Input material below:

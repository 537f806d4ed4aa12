// ********* Input data structures ***********

use std::collections::{BTreeMap, HashMap, HashSet};
use std::error::Error;
use std::fmt::Display;

/// A registered candidate.
///
/// The `id` is what ballots refer to. It must be unique within an election and is
/// also the key of every tie-break: ties always go to the smallest id.
#[derive(Eq, PartialEq, Debug, Clone, Hash)]
pub struct Candidate {
    pub id: String,
    pub name: String,
}

impl Candidate {
    pub fn new(id: impl Into<String>, name: impl Into<String>) -> Candidate {
        Candidate {
            id: id.into(),
            name: name.into(),
        }
    }
}

/// A ranked ballot: candidate ids, most preferred first.
///
/// Ballots may be truncated and may contain duplicates or ids that are not
/// registered. Only the first occurrence of a registered id is taken into account.
pub type Ballot = Vec<String>;

/// A ranked ballot cast `count` times.
#[derive(Eq, PartialEq, Debug, Clone, Hash)]
pub struct Vote {
    pub choices: Ballot,
    pub count: u64,
}

impl Vote {
    pub fn new(choices: Ballot, count: u64) -> Vote {
        Vote { choices, count }
    }
}

/// Anything the ranked resolvers can tally: a ranking and the number of voters
/// who cast it.
pub trait RankedBallot {
    fn choices(&self) -> &[String];

    fn count(&self) -> u64 {
        1
    }
}

impl RankedBallot for Ballot {
    fn choices(&self) -> &[String] {
        self
    }
}

impl RankedBallot for Vote {
    fn choices(&self) -> &[String] {
        &self.choices
    }

    fn count(&self) -> u64 {
        self.count
    }
}

/// The set of candidates approved by one voter.
pub type ApprovalBallot = HashSet<String>;

/// A numeric score per candidate (score voting, STAR).
pub type ScoreBallot = HashMap<String, f64>;

/// A grade label per candidate (majority judgment, 3-2-1).
pub type GradedBallot = HashMap<String, String>;

/// A declared utility per candidate.
pub type UtilityBallot = HashMap<String, f64>;

// ******** Output data structures *********

/// Statistics for one round.
///
/// The keys of `tallies` are exactly the candidates still considered in this round.
/// `eliminated` lists the candidates dropped at the end of this round, if any.
#[derive(PartialEq, Debug, Clone)]
pub struct RoundRecord {
    pub round: u32,
    pub tallies: BTreeMap<String, f64>,
    pub eliminated: Vec<String>,
}

/// The outcome of one resolver invocation.
#[derive(PartialEq, Debug, Clone)]
pub struct Results {
    pub winner: Option<Candidate>,
    pub rounds: Vec<RoundRecord>,
}

impl Results {
    /// No winner and no rounds: the answer to an empty election.
    pub fn empty() -> Results {
        Results {
            winner: None,
            rounds: Vec::new(),
        }
    }

    pub fn winner_id(&self) -> Option<&str> {
        self.winner.as_ref().map(|c| c.id.as_str())
    }
}

/// The shape of the ballots expected by a method.
#[derive(Eq, PartialEq, Debug, Clone, Copy, Hash)]
pub enum BallotKind {
    Ranked,
    Approval,
    Scored,
    Graded,
    Utility,
}

impl Display for BallotKind {
    fn fmt(&self, f: &mut std::fmt::Formatter<'_>) -> std::fmt::Result {
        let s = match self {
            BallotKind::Ranked => "ranked",
            BallotKind::Approval => "approval",
            BallotKind::Scored => "scored",
            BallotKind::Graded => "graded",
            BallotKind::Utility => "utility",
        };
        write!(f, "{}", s)
    }
}

/// Errors raised when selecting a method or dispatching ballots to it.
///
/// Resolvers themselves never fail.
#[derive(Eq, PartialEq, Debug, Clone)]
pub enum VotingErrors {
    UnknownMethod(String),
    DuplicateCandidate(String),
    BallotKindMismatch {
        method: String,
        expected: BallotKind,
        found: BallotKind,
    },
}

impl Error for VotingErrors {}

impl Display for VotingErrors {
    fn fmt(&self, f: &mut std::fmt::Formatter<'_>) -> std::fmt::Result {
        match self {
            VotingErrors::UnknownMethod(name) => write!(f, "unknown voting method {:?}", name),
            VotingErrors::DuplicateCandidate(id) => write!(f, "candidate {:?} is registered twice", id),
            VotingErrors::BallotKindMismatch {
                method,
                expected,
                found,
            } => write!(
                f,
                "method {} expects {} ballots but received {} ballots",
                method, expected, found
            ),
        }
    }
}

// ********* Configuration **********

/// How a tie for elimination is broken.
#[derive(Eq, PartialEq, Debug, Clone, Copy)]
pub enum TieBreakMode {
    /// The tied candidate with the smallest id is eliminated first.
    Alphabetical,
    /// The tied candidates are ordered by a SHA-256 digest of the seed, the round
    /// number and the candidate id. Reproducible, but not guessable in advance.
    Hashed(u32),
}

/// The elimination algorithm to apply.
///
/// - Single eliminates one candidate at a time.
///
/// - Batch eliminates at once all the trailing candidates whose combined votes
/// cannot reach the next candidate up. It only applies to instant-runoff, and
/// falls back to single elimination when no such batch exists.
#[derive(Eq, PartialEq, Debug, Clone, Copy)]
pub enum EliminationAlgorithm {
    Batch,
    Single,
}

/// Rules for the elimination-round methods (instant-runoff, Coombs, Baldwin,
/// Nanson, Smith-IRV).
#[derive(Eq, PartialEq, Debug, Clone)]
pub struct VoteRules {
    pub tiebreak_mode: TieBreakMode,
    pub elimination_algorithm: EliminationAlgorithm,
}

impl VoteRules {
    pub const DEFAULT_RULES: VoteRules = VoteRules {
        tiebreak_mode: TieBreakMode::Alphabetical,
        elimination_algorithm: EliminationAlgorithm::Single,
    };
}

impl Default for VoteRules {
    fn default() -> Self {
        VoteRules::DEFAULT_RULES
    }
}
use log::{debug, info};
use std::collections::{BTreeMap, HashSet};

use crate::config::*;

/// Positional scoring: `weights[i]` points for the candidate ranked at position `i`
/// (0-indexed, after dropping unknown and repeated ids). Positions beyond the
/// weights score nothing.
///
/// Produces a single round with the final scores. The highest score wins, ties go
/// to the smallest id.
pub fn positional_scoring<B: RankedBallot>(
    candidates: &[Candidate],
    ballots: &[B],
    weights: &[f64],
) -> Results {
    if candidates.is_empty() || ballots.is_empty() {
        return Results::empty();
    }
    let tallies = positional_tallies(candidates, ballots, weights);
    debug!("positional_scoring: weights {:?} tallies {:?}", weights, tallies);
    let winner = crate::argmax(&tallies).and_then(|cid| crate::find_candidate(candidates, cid));
    info!(
        "positional_scoring: {} ballots, winner {:?}",
        ballots.len(),
        winner.as_ref().map(|c| &c.id)
    );
    Results {
        winner,
        rounds: vec![crate::single_round(tallies)],
    }
}

pub(crate) fn positional_tallies<B: RankedBallot>(
    candidates: &[Candidate],
    ballots: &[B],
    weights: &[f64],
) -> BTreeMap<String, f64> {
    let mut tallies: BTreeMap<String, f64> = candidates.iter().map(|c| (c.id.clone(), 0.0)).collect();
    let valid: HashSet<&str> = candidates.iter().map(|c| c.id.as_str()).collect();
    for ballot in ballots.iter() {
        let count = ballot.count() as f64;
        for (rank, cid) in crate::clean_ranking(ballot.choices(), &valid).iter().enumerate() {
            if let (Some(w), Some(t)) = (weights.get(rank), tallies.get_mut(*cid)) {
                *t += w * count;
            }
        }
    }
    tallies
}

pub fn plurality<B: RankedBallot>(candidates: &[Candidate], ballots: &[B]) -> Results {
    positional_scoring(candidates, ballots, &[1.0])
}

/// Every ballot takes one point away from its last-ranked candidate.
pub fn anti_plurality<B: RankedBallot>(candidates: &[Candidate], ballots: &[B]) -> Results {
    let m = candidates.len();
    let mut weights = vec![0.0; m.saturating_sub(1)];
    weights.push(-1.0);
    positional_scoring(candidates, ballots, &weights)
}

pub fn borda_count<B: RankedBallot>(candidates: &[Candidate], ballots: &[B]) -> Results {
    positional_scoring(candidates, ballots, &borda_weights(candidates.len()))
}

pub(crate) fn borda_weights(m: usize) -> Vec<f64> {
    (0..m).rev().map(|w| w as f64).collect()
}

pub fn dowdall<B: RankedBallot>(candidates: &[Candidate], ballots: &[B]) -> Results {
    let weights: Vec<f64> = (0..candidates.len()).map(|i| 1.0 / (i + 1) as f64).collect();
    positional_scoring(candidates, ballots, &weights)
}

pub fn veto<B: RankedBallot>(candidates: &[Candidate], ballots: &[B]) -> Results {
    let m = candidates.len();
    let mut weights = vec![1.0; m.saturating_sub(1)];
    weights.push(0.0);
    positional_scoring(candidates, ballots, &weights)
}

pub fn five_three_one<B: RankedBallot>(candidates: &[Candidate], ballots: &[B]) -> Results {
    positional_scoring(candidates, ballots, &[5.0, 3.0, 1.0])
}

End of Input material.

- [Goal of the exercise]: From the data above, copy each line that has the string "iter".

- [Exercise response]:
    let mut tallies: BTreeMap<String, f64> = candidates.iter().map(|c| (c.id.clone(), 0.0)).collect();
    let valid: HashSet<&str> = candidates.iter().map(|c| c.id.as_str()).collect();
    for ballot in ballots.iter() {
        for (rank, cid) in crate::clean_ranking(ballot.choices(), &valid).iter().enumerate() {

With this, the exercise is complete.